[WHAT IS EXPECTED] Return, from the data that follows, each line that holds the word "StepProgress".

[Collected data]
*****
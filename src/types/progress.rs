//! Per-step progress snapshots and the sink that receives them.

use ndarray::Array4;

use crate::models::BaseModelType;

/// Snapshot of the denoising loop after a step.
///
/// Borrowed from the loop; sinks that need the latents later must clone them.
#[derive(Debug, Clone, Copy)]
pub struct StepProgress<'a> {
    /// Completed steps (0 before the first step).
    pub step: usize,
    /// Solver order (1 for Euler).
    pub order: usize,
    /// Total number of steps in the clipped schedule.
    pub total_steps: usize,
    /// Current timestep in the solver's native range (0..=1000).
    pub timestep: i64,
    /// Latents after this step.
    pub latents: &'a Array4<f32>,
}

/// Receiver of step snapshots.
///
/// Called synchronously; the loop waits for it before the next step.
pub trait ProgressSink {
    fn on_step(&mut self, progress: &StepProgress<'_>, family: BaseModelType);
}

impl<F> ProgressSink for F
where
    F: FnMut(&StepProgress<'_>, BaseModelType),
{
    fn on_step(&mut self, progress: &StepProgress<'_>, family: BaseModelType) {
        self(progress, family)
    }
}

/// Sink that discards every snapshot.
#[derive(Debug, Clone, Copy, Default)]
pub struct NoProgress;

impl ProgressSink for NoProgress {
    fn on_step(&mut self, _progress: &StepProgress<'_>, _family: BaseModelType) {}
}
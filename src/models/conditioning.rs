//! Conditioning store: text embeddings produced by an upstream encoder stage.

use std::collections::HashMap;

use ndarray::{Array2, Array3};
use sha2::{Digest, Sha256};

use crate::config::Precision;
use crate::error::{DenoiseError, Result};

/// GLM text-encoder output used by CogView4.
#[derive(Debug, Clone, PartialEq)]
pub struct GlmConditioning {
    /// `[1, seq, dim]`
    pub glm_embeds: Array3<f32>,
}

/// CLIP/T5 output used by SD3-style models.
#[derive(Debug, Clone, PartialEq)]
pub struct Sd3Conditioning {
    /// `[1, seq, dim]`
    pub prompt_embeds: Array3<f32>,
    /// `[1, dim]`
    pub pooled_prompt_embeds: Array2<f32>,
}

/// One conditioning record.
#[derive(Debug, Clone, PartialEq)]
pub enum ConditioningInfo {
    Glm(GlmConditioning),
    Sd3(Sd3Conditioning),
}

impl ConditioningInfo {
    fn variant_name(&self) -> &'static str {
        match self {
            ConditioningInfo::Glm(_) => "glm",
            ConditioningInfo::Sd3(_) => "sd3",
        }
    }
}

/// Everything stored under one conditioning handle.
#[derive(Debug, Clone, PartialEq, Default)]
pub struct ConditioningData {
    pub conditionings: Vec<ConditioningInfo>,
}

impl ConditioningData {
    /// Wraps a single GLM embedding.
    pub fn glm(glm_embeds: Array3<f32>) -> Self {
        Self {
            conditionings: vec![ConditioningInfo::Glm(GlmConditioning { glm_embeds })],
        }
    }
}

/// Lookup of conditioning records by handle.
pub trait ConditioningStore {
    fn load(&self, name: &str) -> Result<ConditioningData>;
}

/// In-process conditioning store.
#[derive(Debug, Default)]
pub struct InMemoryConditioningStore {
    entries: HashMap<String, ConditioningData>,
}

impl InMemoryConditioningStore {
    pub fn new() -> Self {
        Self::default()
    }

    /// Stores `data` under a fresh handle and returns the handle.
    pub fn save(&mut self, data: ConditioningData) -> String {
        let mut hasher = Sha256::new();
        hasher.update((self.entries.len() as u64).to_le_bytes());
        for info in &data.conditionings {
            hasher.update(info.variant_name().as_bytes());
        }
        let name = format!("cond_{}", hex::encode(&hasher.finalize()[..8]));
        self.entries.insert(name.clone(), data);
        name
    }

    /// Stores `data` under an explicit handle.
    pub fn insert(&mut self, name: impl Into<String>, data: ConditioningData) {
        self.entries.insert(name.into(), data);
    }
}

impl ConditioningStore for InMemoryConditioningStore {
    fn load(&self, name: &str) -> Result<ConditioningData> {
        self.entries.get(name).cloned().ok_or_else(|| {
            DenoiseError::conditioning_mismatch(format!("no conditioning stored as '{}'", name))
        })
    }
}

/// Loads the GLM embeddings stored under `name`, cast to `precision`.
///
/// The record must hold exactly one GLM conditioning.
pub fn load_text_conditioning<S>(store: &S, name: &str, precision: Precision) -> Result<Array3<f32>>
where
    S: ConditioningStore + ?Sized,
{
    let data = store.load(name)?;
    if data.conditionings.len() != 1 {
        return Err(DenoiseError::conditioning_mismatch(format!(
            "'{}' holds {} conditionings, expected 1",
            name,
            data.conditionings.len()
        )));
    }

    match data.conditionings.into_iter().next() {
        Some(ConditioningInfo::Glm(glm)) => Ok(precision.cast(&glm.glm_embeds)),
        Some(other) => Err(DenoiseError::conditioning_mismatch(format!(
            "'{}' is {} conditioning, expected glm",
            name,
            other.variant_name()
        ))),
        None => Err(DenoiseError::conditioning_mismatch(format!("'{}' is empty", name))),
    }
}
//! cogview4-denoise: flow-matching denoise step for CogView4-style models.
//!
//! Turns seeded Gaussian noise (or noised initial latents) into image latents
//! by repeatedly querying a text-conditioned transformer and taking Euler
//! steps along a resolution-dependent sigma schedule.
//!
//! # Modules
//!
//! - [`generation`]: scheduler, noise, guidance, inpainting, loop and invocation
//! - [`models`]: transformer interface, model registry, conditioning store
//! - [`cache`]: tensor stores for latents and masks
//! - [`types`]: invocation parameters and progress snapshots
//! - [`config`]: runtime configuration (DenoiseConfig, Device, Precision)
//! - [`error`]: error types and codes (DenoiseError, ErrorCode)
//!
//! # Example
//!
//! ```rust,ignore
//! use cogview4_denoise::{
//!     cache::InMemoryTensorStore,
//!     config::ExecutionContext,
//!     generation::{DenoiseInvocation, InvocationContext},
//!     models::{ConditioningData, InMemoryConditioningStore, ModelIdentifier, ModelRegistry},
//!     types::{DenoiseParams, NoProgress},
//! };
//!
//! let mut models = ModelRegistry::new();
//! models.register(ModelIdentifier::cogview4_transformer(), my_transformer);
//!
//! let mut conditioning = InMemoryConditioningStore::new();
//! let positive = conditioning.save(ConditioningData::glm(glm_embeds));
//!
//! let mut tensors = InMemoryTensorStore::new();
//! let mut ctx = InvocationContext {
//!     models: &models,
//!     conditioning: &conditioning,
//!     tensors: &mut tensors,
//!     exec: ExecutionContext::cpu(),
//! };
//!
//! let output = DenoiseInvocation::new(DenoiseParams::new(positive))
//!     .invoke(&mut ctx, &mut NoProgress)?;
//! ```

pub mod cache;
pub mod cli;
pub mod config;
pub mod error;
pub mod generation;
pub mod models;
pub mod types;

// Re-export commonly used types at crate root for convenience
pub use config::{DenoiseConfig, Device, ExecutionContext, Precision};
pub use error::{DenoiseError, ErrorCode, Result};
pub use generation::{DenoiseInvocation, InvocationContext, LatentsOutput};
pub use types::DenoiseParams;
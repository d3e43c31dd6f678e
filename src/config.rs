//! Runtime configuration for the denoise step.
//!
//! Contains execution device and numeric precision selection, the
//! [`ExecutionContext`] chooser, and path configuration for persisted tensors.

use half::{bf16, f16};
use ndarray::{Array, Dimension};
use serde::{Deserialize, Serialize};
use std::path::{Path, PathBuf};

use crate::error::{DenoiseError, ErrorCode, Result};

/// Execution device for transformer inference.
#[derive(Debug, Clone, Copy, PartialEq, Eq, Serialize, Deserialize, Default)]
#[serde(rename_all = "lowercase")]
pub enum Device {
    /// Pick the best available device. Resolves to CPU for the ndarray backend.
    #[default]
    Auto,

    /// Force CPU execution.
    Cpu,

    /// NVIDIA GPU.
    Cuda,

    /// Apple Silicon GPU.
    Metal,
}

impl Device {
    /// Returns the string representation of the device.
    pub fn as_str(&self) -> &'static str {
        match self {
            Device::Auto => "auto",
            Device::Cpu => "cpu",
            Device::Cuda => "cuda",
            Device::Metal => "metal",
        }
    }

    /// Parses a device from a string.
    pub fn parse(s: &str) -> Option<Self> {
        match s.to_lowercase().as_str() {
            "auto" => Some(Device::Auto),
            "cpu" => Some(Device::Cpu),
            "cuda" => Some(Device::Cuda),
            "metal" | "mps" => Some(Device::Metal),
            _ => None,
        }
    }
}

impl std::fmt::Display for Device {
    fn fmt(&self, f: &mut std::fmt::Formatter<'_>) -> std::fmt::Result {
        write!(f, "{}", self.as_str())
    }
}

/// Numeric precision of the working tensors.
///
/// Tensors are always stored as `f32`; a reduced precision is emulated by
/// rounding every value through the narrower format, which reproduces the
/// values a native fp16/bf16 run would hold.
#[derive(Debug, Clone, Copy, PartialEq, Eq, Serialize, Deserialize, Default)]
#[serde(rename_all = "lowercase")]
pub enum Precision {
    /// Choose from the device: F32 on CPU, F16 on accelerators.
    #[default]
    Auto,
    F32,
    F16,
    Bf16,
}

impl Precision {
    /// Returns the string representation of the precision.
    pub fn as_str(&self) -> &'static str {
        match self {
            Precision::Auto => "auto",
            Precision::F32 => "f32",
            Precision::F16 => "f16",
            Precision::Bf16 => "bf16",
        }
    }

    /// Parses a precision from a string.
    pub fn parse(s: &str) -> Option<Self> {
        match s.to_lowercase().as_str() {
            "auto" => Some(Precision::Auto),
            "f32" | "float32" | "fp32" => Some(Precision::F32),
            "f16" | "float16" | "fp16" => Some(Precision::F16),
            "bf16" | "bfloat16" => Some(Precision::Bf16),
            _ => None,
        }
    }

    /// Rounds a single value to this precision.
    pub fn round(&self, v: f32) -> f32 {
        match self {
            Precision::Auto | Precision::F32 => v,
            Precision::F16 => f16::from_f32(v).to_f32(),
            Precision::Bf16 => bf16::from_f32(v).to_f32(),
        }
    }

    /// Returns a copy of `tensor` rounded to this precision.
    pub fn cast<D: Dimension>(&self, tensor: &Array<f32, D>) -> Array<f32, D> {
        match self {
            Precision::Auto | Precision::F32 => tensor.clone(),
            _ => tensor.mapv(|v| self.round(v)),
        }
    }

    /// Rounds `tensor` to this precision in place.
    pub fn cast_in_place<D: Dimension>(&self, tensor: &mut Array<f32, D>) {
        if matches!(self, Precision::F16 | Precision::Bf16) {
            tensor.mapv_inplace(|v| self.round(v));
        }
    }
}

impl std::fmt::Display for Precision {
    fn fmt(&self, f: &mut std::fmt::Formatter<'_>) -> std::fmt::Result {
        write!(f, "{}", self.as_str())
    }
}

/// Resolved device and precision for a whole run.
///
/// Passed explicitly to every stage that allocates or casts tensors.
#[derive(Debug, Clone, Copy, PartialEq, Eq)]
pub struct ExecutionContext {
    pub device: Device,
    pub precision: Precision,
}

impl ExecutionContext {
    /// Creates a context from concrete values, resolving `Auto` entries.
    pub fn new(device: Device, precision: Precision) -> Self {
        let device = match device {
            Device::Auto => Device::Cpu,
            other => other,
        };
        let precision = match precision {
            Precision::Auto => match device {
                Device::Cuda | Device::Metal => Precision::F16,
                _ => Precision::F32,
            },
            other => other,
        };
        Self { device, precision }
    }

    /// Chooses the device and precision from configuration.
    pub fn choose(config: &DenoiseConfig) -> Self {
        Self::new(config.device, config.precision)
    }

    /// CPU with full precision.
    pub fn cpu() -> Self {
        Self::new(Device::Cpu, Precision::F32)
    }
}

impl Default for ExecutionContext {
    fn default() -> Self {
        Self::cpu()
    }
}

/// Runtime configuration for the denoise step.
///
/// Loaded from environment variables or a JSON file at startup.
#[derive(Debug, Clone, Serialize, Deserialize, Default)]
#[serde(default)]
pub struct DenoiseConfig {
    /// Execution device for inference.
    pub device: Device,

    /// Working precision for latents and model outputs.
    pub precision: Precision,

    /// Directory holding persisted tensors.
    /// If None, uses the platform-specific default cache location.
    pub tensor_path: Option<PathBuf>,
}

impl DenoiseConfig {
    /// Creates a new DenoiseConfig with default values.
    pub fn new() -> Self {
        Self::default()
    }

    /// Creates a DenoiseConfig from environment variables.
    ///
    /// Reads the following environment variables:
    /// - `COGVIEW_DEVICE` - Device selection (auto, cpu, cuda, metal)
    /// - `COGVIEW_PRECISION` - Precision (auto, f32, f16, bf16)
    /// - `COGVIEW_TENSOR_PATH` - Directory for persisted tensors
    ///
    /// Falls back to defaults for unset or unparseable variables.
    pub fn from_env() -> Self {
        let mut config = Self::default();

        if let Ok(device_str) = std::env::var("COGVIEW_DEVICE") {
            if let Some(device) = Device::parse(&device_str) {
                config.device = device;
            }
        }

        if let Ok(precision_str) = std::env::var("COGVIEW_PRECISION") {
            if let Some(precision) = Precision::parse(&precision_str) {
                config.precision = precision;
            }
        }

        if let Ok(path) = std::env::var("COGVIEW_TENSOR_PATH") {
            config.tensor_path = Some(PathBuf::from(path));
        }

        config
    }

    /// Loads configuration from a JSON file. Missing keys take defaults.
    pub fn from_json_file(path: &Path) -> Result<Self> {
        let text = std::fs::read_to_string(path).map_err(|e| {
            DenoiseError::with_source(
                ErrorCode::InvalidParameter,
                format!("Cannot read config file {}", path.display()),
                e,
            )
        })?;
        serde_json::from_str(&text).map_err(|e| {
            DenoiseError::with_source(
                ErrorCode::InvalidParameter,
                format!("Malformed config file {}", path.display()),
                e,
            )
        })
    }

    /// Returns the effective tensor path, using platform defaults if not specified.
    pub fn effective_tensor_path(&self) -> PathBuf {
        if let Some(ref path) = self.tensor_path {
            path.clone()
        } else {
            default_tensor_path()
        }
    }

    /// Validates the configuration.
    ///
    /// Returns an error message if validation fails, None otherwise.
    pub fn validate(&self) -> Option<String> {
        if let Some(ref path) = self.tensor_path {
            if path.as_os_str().is_empty() {
                return Some("tensor_path must not be empty".to_string());
            }
        }

        // bf16 has no Metal kernels for most transformer ops
        if self.device == Device::Metal && self.precision == Precision::Bf16 {
            return Some("bf16 is not supported on metal".to_string());
        }

        None
    }
}

/// Returns the platform-specific default tensor storage path.
///
/// - macOS: ~/Library/Caches/cogview4-denoise/tensors
/// - Linux: ~/.cache/cogview4-denoise/tensors
/// - Windows: C:\Users\<user>\AppData\Local\cogview4-denoise\cache\tensors
fn default_tensor_path() -> PathBuf {
    if let Some(proj_dirs) = directories::ProjectDirs::from("", "", "cogview4-denoise") {
        proj_dirs.cache_dir().join("tensors")
    } else {
        PathBuf::from("./tensors")
    }
}

#[cfg(test)]
mod tests {
    use super::*;
    use ndarray::Array1;

    #[test]
    fn device_parsing() {
        assert_eq!(Device::parse("auto"), Some(Device::Auto));
        assert_eq!(Device::parse("CPU"), Some(Device::Cpu));
        assert_eq!(Device::parse("cuda"), Some(Device::Cuda));
        assert_eq!(Device::parse("mps"), Some(Device::Metal));
        assert_eq!(Device::parse("invalid"), None);
    }

    #[test]
    fn precision_parsing() {
        assert_eq!(Precision::parse("fp16"), Some(Precision::F16));
        assert_eq!(Precision::parse("bfloat16"), Some(Precision::Bf16));
        assert_eq!(Precision::parse("F32"), Some(Precision::F32));
        assert_eq!(Precision::parse("f64"), None);
    }

    #[test]
    fn context_resolves_auto() {
        let cpu = ExecutionContext::new(Device::Auto, Precision::Auto);
        assert_eq!(cpu.device, Device::Cpu);
        assert_eq!(cpu.precision, Precision::F32);

        let cuda = ExecutionContext::new(Device::Cuda, Precision::Auto);
        assert_eq!(cuda.precision, Precision::F16);

        let explicit = ExecutionContext::new(Device::Cuda, Precision::Bf16);
        assert_eq!(explicit.precision, Precision::Bf16);
    }

    #[test]
    fn f16_rounding_is_lossy() {
        let x = Array1::from(vec![0.1_f32, 1.0, 65504.0]);
        let y = Precision::F16.cast(&x);
        assert_ne!(y[0], 0.1);
        assert_eq!(y[1], 1.0);
        assert_eq!(y[2], 65504.0);
        assert_eq!(Precision::F32.cast(&x), x);
    }

    #[test]
    fn cast_in_place_matches_cast() {
        let x = Array1::from(vec![0.1_f32, -2.7, 3.3333]);
        let mut y = x.clone();
        Precision::Bf16.cast_in_place(&mut y);
        assert_eq!(y, Precision::Bf16.cast(&x));
    }

    #[test]
    fn config_validation() {
        let mut config = DenoiseConfig::new();
        assert!(config.validate().is_none());

        config.device = Device::Metal;
        config.precision = Precision::Bf16;
        assert!(config.validate().is_some());
    }

    #[test]
    fn config_from_json_defaults_missing_keys() {
        let dir = tempfile::tempdir().unwrap();
        let path = dir.path().join("config.json");
        std::fs::write(&path, r#"{"precision": "bf16"}"#).unwrap();

        let config = DenoiseConfig::from_json_file(&path).unwrap();
        assert_eq!(config.precision, Precision::Bf16);
        assert_eq!(config.device, Device::Auto);
        assert!(config.tensor_path.is_none());
    }

    #[test]
    fn effective_tensor_path_not_empty() {
        let config = DenoiseConfig::new();
        assert!(!config.effective_tensor_path().as_os_str().is_empty());
    }
}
*****
[THE COMPLETED TASK]
pub struct StepProgress<'a> {
    fn on_step(&mut self, progress: &StepProgress<'_>, family: BaseModelType);
    F: FnMut(&StepProgress<'_>, BaseModelType),
    fn on_step(&mut self, progress: &StepProgress<'_>, family: BaseModelType) {
    fn on_step(&mut self, _progress: &StepProgress<'_>, _family: BaseModelType) {}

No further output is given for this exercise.